Facebook whistleblower Frances Haugen appeared before Congress on Tuesday, to emphasise the need for “meaningful reform.” Addressing the US lawmakers regarding her allegations against social media giant Facebook, she asserted that reform was necessary “for our own good.”
The ex data scientist at the social network company came forward to accuse Facebook of “systematically and repeatedly” giving priority to its own profits over the safety of its users.
What Happens Inside Facebook, Stays Inside
Haugen has alleged that Facebook was responsible, at least in part, for fueling the Capitol riots on January 6. The reason, she claims, was that the company prematurely took down or turned off the measures it had put in place to curb the spread of misinformation during last year’s presidential polls.
While she had presented her claims to the world on Sunday itself, during an interview on “60 Minutes,” her appearance before Congress stands as somewhat of a historical moment, considering that this might be the beginning of one of the biggest legal storms that have come Facebook’s way.
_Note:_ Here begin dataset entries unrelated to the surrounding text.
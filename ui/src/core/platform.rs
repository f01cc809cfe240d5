//! Browser glue shared by the page enhancements. Everything here is a no-op
//! off the web target so the logic above it stays testable natively.

#[cfg(target_arch = "wasm32")]
pub fn document() -> Option<web_sys::Document> {
    web_sys::window().and_then(|w| w.document())
}

/// Set the inline `box-shadow` of the element `id`.
pub fn set_box_shadow(id: &str, value: &str) {
    #[cfg(target_arch = "wasm32")]
    {
        use wasm_bindgen::JsCast;

        let Some(element) = document()
            .and_then(|doc| doc.get_element_by_id(id))
            .and_then(|el| el.dyn_into::<web_sys::HtmlElement>().ok())
        else {
            tracing::debug!(id, "box-shadow target left the page");
            return;
        };
        if element.style().set_property("box-shadow", value).is_err() {
            tracing::debug!(id, "box-shadow update rejected");
        }
    }

    #[cfg(not(target_arch = "wasm32"))]
    {
        tracing::trace!(id, value, "box-shadow update skipped off-web");
    }
}

/// Detach the element `id`, if it is still on the page.
pub fn remove_element(id: &str) {
    #[cfg(target_arch = "wasm32")]
    {
        match document().and_then(|doc| doc.get_element_by_id(id)) {
            Some(element) => element.remove(),
            None => tracing::debug!(id, "element already gone"),
        }
    }

    #[cfg(not(target_arch = "wasm32"))]
    {
        tracing::trace!(id, "element removal skipped off-web");
    }
}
Lending creditability to her testimony is the fact that she herself served as an employee at the firm, and so, her being privy to insider information is not that surprising. And she seems to have used the same to her advantage, having made public a trove containing thousands of internal documents, depicting how the platform chose business over safety, how it thrives off its users’ anger and enmity, and how its toxic to the mental health of teens, but doesn’t seem too keen on rectifying the problem.
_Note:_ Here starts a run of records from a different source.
//! The configuration object handed to Chart.js.
//!
//! Everything JSON-representable lives in [`ChartConfig`]. The fill gradient
//! and the label callbacks need live browser objects, so the backend attaches
//! them after materialising the JSON; their text comes from the helpers at the
//! bottom of this module.

use serde::Serialize;
use serde_json::{Map, Value};

use super::data::{AxisScale, ScoreSeries};
use crate::core::format::{format_percent, format_score};
use crate::t;

const ACCENT: &str = "#4F46E5";
const WHITE: &str = "#ffffff";
const INK: &str = "#1e293b";
const MUTED: &str = "#64748b";

#[derive(Debug, Clone, PartialEq, Serialize)]
pub struct ChartConfig {
    #[serde(rename = "type")]
    pub kind: &'static str,
    pub data: LineData,
    pub options: ChartOptions,
    /// Applied by the backend as the dataset's `backgroundColor`.
    #[serde(skip)]
    pub fill: FillGradient,
}

/// Vertical fade under the line, from `top` at y=0 to `bottom` at `height`.
#[derive(Debug, Clone, PartialEq)]
pub struct FillGradient {
    pub height: f64,
    pub top: &'static str,
    pub bottom: &'static str,
}

#[derive(Debug, Clone, PartialEq, Serialize)]
pub struct LineData {
    pub labels: Vec<String>,
    pub datasets: Vec<LineDataset>,
}

#[derive(Debug, Clone, PartialEq, Serialize)]
#[serde(rename_all = "camelCase")]
pub struct LineDataset {
    pub label: String,
    pub data: Vec<f64>,
    pub border_color: &'static str,
    pub border_width: u32,
    pub tension: f64,
    pub fill: bool,
    pub point_background_color: &'static str,
    pub point_border_color: &'static str,
    pub point_border_width: u32,
    pub point_radius: u32,
    pub point_hover_radius: u32,
    pub point_hover_background_color: &'static str,
    pub point_hover_border_color: &'static str,
    pub point_hover_border_width: u32,
}

#[derive(Debug, Clone, PartialEq, Serialize)]
#[serde(rename_all = "camelCase")]
pub struct ChartOptions {
    pub responsive: bool,
    pub maintain_aspect_ratio: bool,
    pub animation: Animation,
    pub interaction: Interaction,
    pub plugins: Plugins,
    pub scales: Scales,
    pub hover: Hover,
}

#[derive(Debug, Clone, PartialEq, Serialize)]
pub struct Animation {
    pub duration: u32,
    pub easing: &'static str,
}

#[derive(Debug, Clone, PartialEq, Serialize)]
pub struct Interaction {
    pub mode: &'static str,
    pub intersect: bool,
}

#[derive(Debug, Clone, PartialEq, Serialize)]
#[serde(rename_all = "camelCase")]
pub struct Hover {
    pub animation_duration: u32,
}

#[derive(Debug, Clone, PartialEq, Serialize)]
pub struct Font {
    pub size: u32,
    #[serde(skip_serializing_if = "Option::is_none")]
    pub weight: Option<&'static str>,
}

impl Font {
    fn regular(size: u32) -> Self {
        Self { size, weight: None }
    }

    fn bold(size: u32) -> Self {
        Self {
            size,
            weight: Some("bold"),
        }
    }
}

#[derive(Debug, Clone, PartialEq, Serialize)]
pub struct Plugins {
    pub legend: Legend,
    pub tooltip: Tooltip,
}

#[derive(Debug, Clone, PartialEq, Serialize)]
pub struct Legend {
    pub display: bool,
    pub position: &'static str,
    pub labels: LegendLabels,
}

#[derive(Debug, Clone, PartialEq, Serialize)]
pub struct LegendLabels {
    pub font: Font,
    pub color: &'static str,
    pub padding: u32,
}

#[derive(Debug, Clone, PartialEq, Serialize)]
#[serde(rename_all = "camelCase")]
pub struct Tooltip {
    pub background_color: &'static str,
    pub title_font: Font,
    pub body_font: Font,
    pub padding: u32,
    pub corner_radius: u32,
    pub display_colors: bool,
    /// `title`, `label` and `afterLabel` are attached by the backend.
    pub callbacks: Map<String, Value>,
}

#[derive(Debug, Clone, PartialEq, Serialize)]
pub struct Scales {
    pub y: ScoreAxis,
    pub x: DateAxis,
}

#[derive(Debug, Clone, PartialEq, Serialize)]
#[serde(rename_all = "camelCase")]
pub struct ScoreAxis {
    pub begin_at_zero: bool,
    pub max: f64,
    pub grid: Grid,
    /// `callback` is attached by the backend.
    pub ticks: Ticks,
    pub title: AxisTitle,
}

#[derive(Debug, Clone, PartialEq, Serialize)]
pub struct DateAxis {
    pub grid: Grid,
    pub ticks: Ticks,
    pub title: AxisTitle,
}

#[derive(Debug, Clone, PartialEq, Serialize)]
#[serde(rename_all = "camelCase")]
pub struct Grid {
    #[serde(skip_serializing_if = "Option::is_none")]
    pub display: Option<bool>,
    #[serde(skip_serializing_if = "Option::is_none")]
    pub color: Option<&'static str>,
    #[serde(skip_serializing_if = "Option::is_none")]
    pub draw_border: Option<bool>,
}

#[derive(Debug, Clone, PartialEq, Serialize)]
#[serde(rename_all = "camelCase")]
pub struct Ticks {
    #[serde(skip_serializing_if = "Option::is_none")]
    pub step_size: Option<f64>,
    pub font: Font,
    pub color: &'static str,
    #[serde(skip_serializing_if = "Option::is_none")]
    pub max_rotation: Option<u32>,
    #[serde(skip_serializing_if = "Option::is_none")]
    pub min_rotation: Option<u32>,
}

#[derive(Debug, Clone, PartialEq, Serialize)]
pub struct AxisTitle {
    pub display: bool,
    pub text: String,
    pub font: Font,
    pub color: &'static str,
}

impl AxisTitle {
    fn new(text: String) -> Self {
        Self {
            display: true,
            text,
            font: Font::bold(16),
            color: INK,
        }
    }
}

impl ChartConfig {
    /// Styled line chart for a student's score history.
    pub fn score_line(series: &ScoreSeries, scale: &AxisScale, gradient_height: f64) -> Self {
        let dataset = LineDataset {
            label: t!("chart-dataset-label"),
            data: series.scores().to_vec(),
            border_color: ACCENT,
            border_width: 3,
            tension: 0.4,
            fill: true,
            point_background_color: ACCENT,
            point_border_color: WHITE,
            point_border_width: 3,
            point_radius: 6,
            point_hover_radius: 10,
            point_hover_background_color: ACCENT,
            point_hover_border_color: WHITE,
            point_hover_border_width: 4,
        };

        let options = ChartOptions {
            responsive: true,
            maintain_aspect_ratio: false,
            animation: Animation {
                duration: 1500,
                easing: "easeOutQuart",
            },
            interaction: Interaction {
                mode: "index",
                intersect: false,
            },
            plugins: Plugins {
                legend: Legend {
                    display: true,
                    position: "top",
                    labels: LegendLabels {
                        font: Font::bold(16),
                        color: INK,
                        padding: 20,
                    },
                },
                tooltip: Tooltip {
                    background_color: "rgba(30, 41, 59, 0.95)",
                    title_font: Font::bold(14),
                    body_font: Font::regular(16),
                    padding: 12,
                    corner_radius: 8,
                    display_colors: false,
                    callbacks: Map::new(),
                },
            },
            scales: Scales {
                y: ScoreAxis {
                    begin_at_zero: true,
                    max: scale.y_max,
                    grid: Grid {
                        display: None,
                        color: Some("rgba(148, 163, 184, 0.2)"),
                        draw_border: Some(false),
                    },
                    ticks: Ticks {
                        step_size: Some(scale.step),
                        font: Font::regular(14),
                        color: MUTED,
                        max_rotation: None,
                        min_rotation: None,
                    },
                    title: AxisTitle::new(t!("chart-axis-score")),
                },
                x: DateAxis {
                    grid: Grid {
                        display: Some(false),
                        color: None,
                        draw_border: None,
                    },
                    ticks: Ticks {
                        step_size: None,
                        font: Font::regular(14),
                        color: MUTED,
                        max_rotation: Some(45),
                        min_rotation: Some(0),
                    },
                    title: AxisTitle::new(t!("chart-axis-date")),
                },
            },
            hover: Hover {
                animation_duration: 300,
            },
        };

        Self {
            kind: "line",
            data: LineData {
                labels: series.labels().to_vec(),
                datasets: vec![dataset],
            },
            options,
            fill: FillGradient {
                height: gradient_height,
                top: "rgba(79, 70, 229, 0.3)",
                bottom: "rgba(79, 70, 229, 0.05)",
            },
        }
    }
}

/// Y tick label, e.g. `14/20`.
pub fn tick_label(value: f64, scale: &AxisScale) -> String {
    format!("{}/{}", format_score(value), format_score(scale.max_score))
}

pub fn tooltip_title(label: &str) -> String {
    t!("chart-tooltip-date", date = label)
}

pub fn tooltip_score(score: f64, scale: &AxisScale) -> String {
    t!(
        "chart-tooltip-score",
        score = format_score(score),
        max = format_score(scale.max_score)
    )
}

pub fn tooltip_performance(score: f64, scale: &AxisScale) -> String {
    t!(
        "chart-tooltip-performance",
        percent = format_percent(scale.percentage(score))
    )
}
In her address, Haugen emphasised Facebook’s hunger to ensure its growth, as it continued to hide internal research that showed the harms of Facebook products from government officials and the public.
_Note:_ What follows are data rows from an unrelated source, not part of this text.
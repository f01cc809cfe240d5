//! Fluent strings for the chart panel, embedded from `ui/i18n/<locale>/`.
//!
//! The loader starts from the browser's preferred languages; the page can
//! then pin one through [`set_language`]. Text ends up on a canvas, so bidi
//! isolation marks are switched off every time bundles are (re)loaded.
use std::sync::{Once, PoisonError, RwLock, RwLockReadGuard};

use i18n_embed::fluent::FluentLanguageLoader;
use i18n_embed::I18nEmbedError;
use once_cell::sync::Lazy;
use rust_embed::Embed;
use unic_langid::LanguageIdentifier;

pub use i18n_embed_fl::fl;

/// `t!("chart-loading")`, `t!("chart-tooltip-date", date = label)`.
#[macro_export]
macro_rules! t {
    ($key:literal) => {{
        let _switch = $crate::i18n::lookup_guard();
        $crate::i18n::fl!(&*$crate::i18n::LOADER, $key)
    }};
    ($key:literal, $( $arg:ident = $value:expr ),+ $(,)?) => {{
        let _switch = $crate::i18n::lookup_guard();
        $crate::i18n::fl!(&*$crate::i18n::LOADER, $key, $( $arg = $value ),+ )
    }};
}

const DOMAIN: &str = "examboard-ui";
const FALLBACK: &str = "en-US";

#[derive(Embed)]
#[folder = "i18n"]
struct Localizations;

pub static LOADER: Lazy<FluentLanguageLoader> = Lazy::new(|| {
    let fallback: LanguageIdentifier = FALLBACK.parse().expect("fallback tag parses");
    FluentLanguageLoader::new(DOMAIN, fallback)
});

static INIT: Once = Once::new();

/// Held for writing while bundles are swapped and isolation is reset, so a
/// lookup never sees the freshly loaded, still-isolating bundles.
static SWITCH: RwLock<()> = RwLock::new(());

#[doc(hidden)]
pub fn lookup_guard() -> RwLockReadGuard<'static, ()> {
    SWITCH.read().unwrap_or_else(PoisonError::into_inner)
}

/// Load the browser's preferred languages. Later calls do nothing.
pub fn init() {
    INIT.call_once(|| {
        if let Err(err) = select(&requested_languages()) {
            tracing::warn!(%err, "language selection failed; using the fallback");
        }
    });
}

/// Switch to `tag` when a bundled locale serves it. Returns whether the
/// selection changed hands; unparseable or unbundled tags leave the current
/// language in place.
pub fn set_language(tag: &str) -> Result<bool, I18nEmbedError> {
    let Ok(lang) = tag.parse::<LanguageIdentifier>() else {
        return Ok(false);
    };
    if !is_bundled(&lang) {
        return Ok(false);
    }
    select(&[lang]).map(|_| true)
}

fn select(requested: &[LanguageIdentifier]) -> Result<(), I18nEmbedError> {
    let _switch = SWITCH.write().unwrap_or_else(PoisonError::into_inner);
    i18n_embed::select(&*LOADER, &Localizations, requested)?;
    LOADER.set_use_isolating(false);
    Ok(())
}

/// Locale directories shipped in the binary, e.g. `["en-US", "fr-FR"]`.
pub fn available_languages() -> Vec<String> {
    let mut langs: Vec<String> = Localizations::iter()
        .filter_map(|path| path.split('/').next().map(str::to_string))
        .collect();
    langs.sort();
    langs.dedup();
    langs
}

/// Negotiation matches on the primary language, so `fr` and `fr-CA` are
/// served by `fr-FR`.
fn is_bundled(lang: &LanguageIdentifier) -> bool {
    available_languages()
        .iter()
        .filter_map(|tag| tag.parse::<LanguageIdentifier>().ok())
        .any(|bundled| bundled.language == lang.language)
}

#[cfg(target_arch = "wasm32")]
fn requested_languages() -> Vec<LanguageIdentifier> {
    i18n_embed::WebLanguageRequester::requested_languages()
}

#[cfg(not(target_arch = "wasm32"))]
fn requested_languages() -> Vec<LanguageIdentifier> {
    i18n_embed::DesktopLanguageRequester::requested_languages()
}

#[cfg(test)]
mod tests {
    use super::*;

    #[test]
    fn bundled_locales_are_discoverable() {
        assert_eq!(available_languages(), ["en-US", "fr-FR"]);
    }

    #[test]
    fn english_lookup() {
        assert!(set_language("en-US").unwrap());
        assert_eq!(crate::t!("chart-axis-score"), "Score");
    }

    #[test]
    fn placeables_are_not_isolated() {
        set_language("en-US").unwrap();
        let line = crate::t!("chart-tooltip-score", score = "15", max = "20");
        assert_eq!(line, "Score: 15 / 20");
        assert!(!line.contains(['\u{2068}', '\u{2069}']));
    }

    #[test]
    fn isolation_stays_off_after_init() {
        init();
        set_language("en-US").unwrap();
        let line = crate::t!("chart-tooltip-performance", percent = "75.0");
        assert_eq!(line, "Performance: 75.0%");
    }

    #[test]
    fn unusable_tags_are_refused() {
        assert!(!set_language("not a tag!").unwrap());
        assert!(!set_language("de-DE").unwrap());
        assert!(!set_language("ja").unwrap());
    }

    #[test]
    fn regional_variants_match_their_language() {
        assert!(is_bundled(&"en-GB".parse().unwrap()));
        assert!(is_bundled(&"fr".parse().unwrap()));
        assert!(!is_bundled(&"de-DE".parse().unwrap()));
    }
}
The results, she claims, have been “more division, more harm, more lies, more threats, and more combat.” She further informed the lawmakers about the “devastating truth” that what happens inside Facebook, stays inside Facebook.
Toxic to Young Users
Haugen also proceeded to shed light on his Facebook and its subsidiaries posing a significant threat to the health of young users, banking upon recent report that Instagram aggravates body image issues among young girls.
After hearing her concerns, Senator Richard Blumenthal backed her opinion, agreeing that Facebook makes use of “powerful algorithms” to exploit teens. The company, in return, has said that there exists other research which suggests that young people feel more “connected” upon using Instagram.
Together in This
Interestingly, following Haugen’s testimony, Republican Senator Jerry Moran suggested to Blumenthal that they should put aside their differences, and come together to tackle Facebook’s issues. Now that’s something you don’t get to see everyday.
One proposal for the same is to allow private citizens to sue FB and other companies for the harms the algorithms cause. This might be done by doing away with (at least in part) with Section 230, which protects firms from being sued over the content posted by their users. Another route could include passing a national privacy law which would strengthen safeguards for children online.
Haugen has filed as many as eight lawsuits against the company with the Securities and Exchange Commission, accusing it of breaking the law when it chose to not take action against the people who were using its platform to mediate the Capitol riots.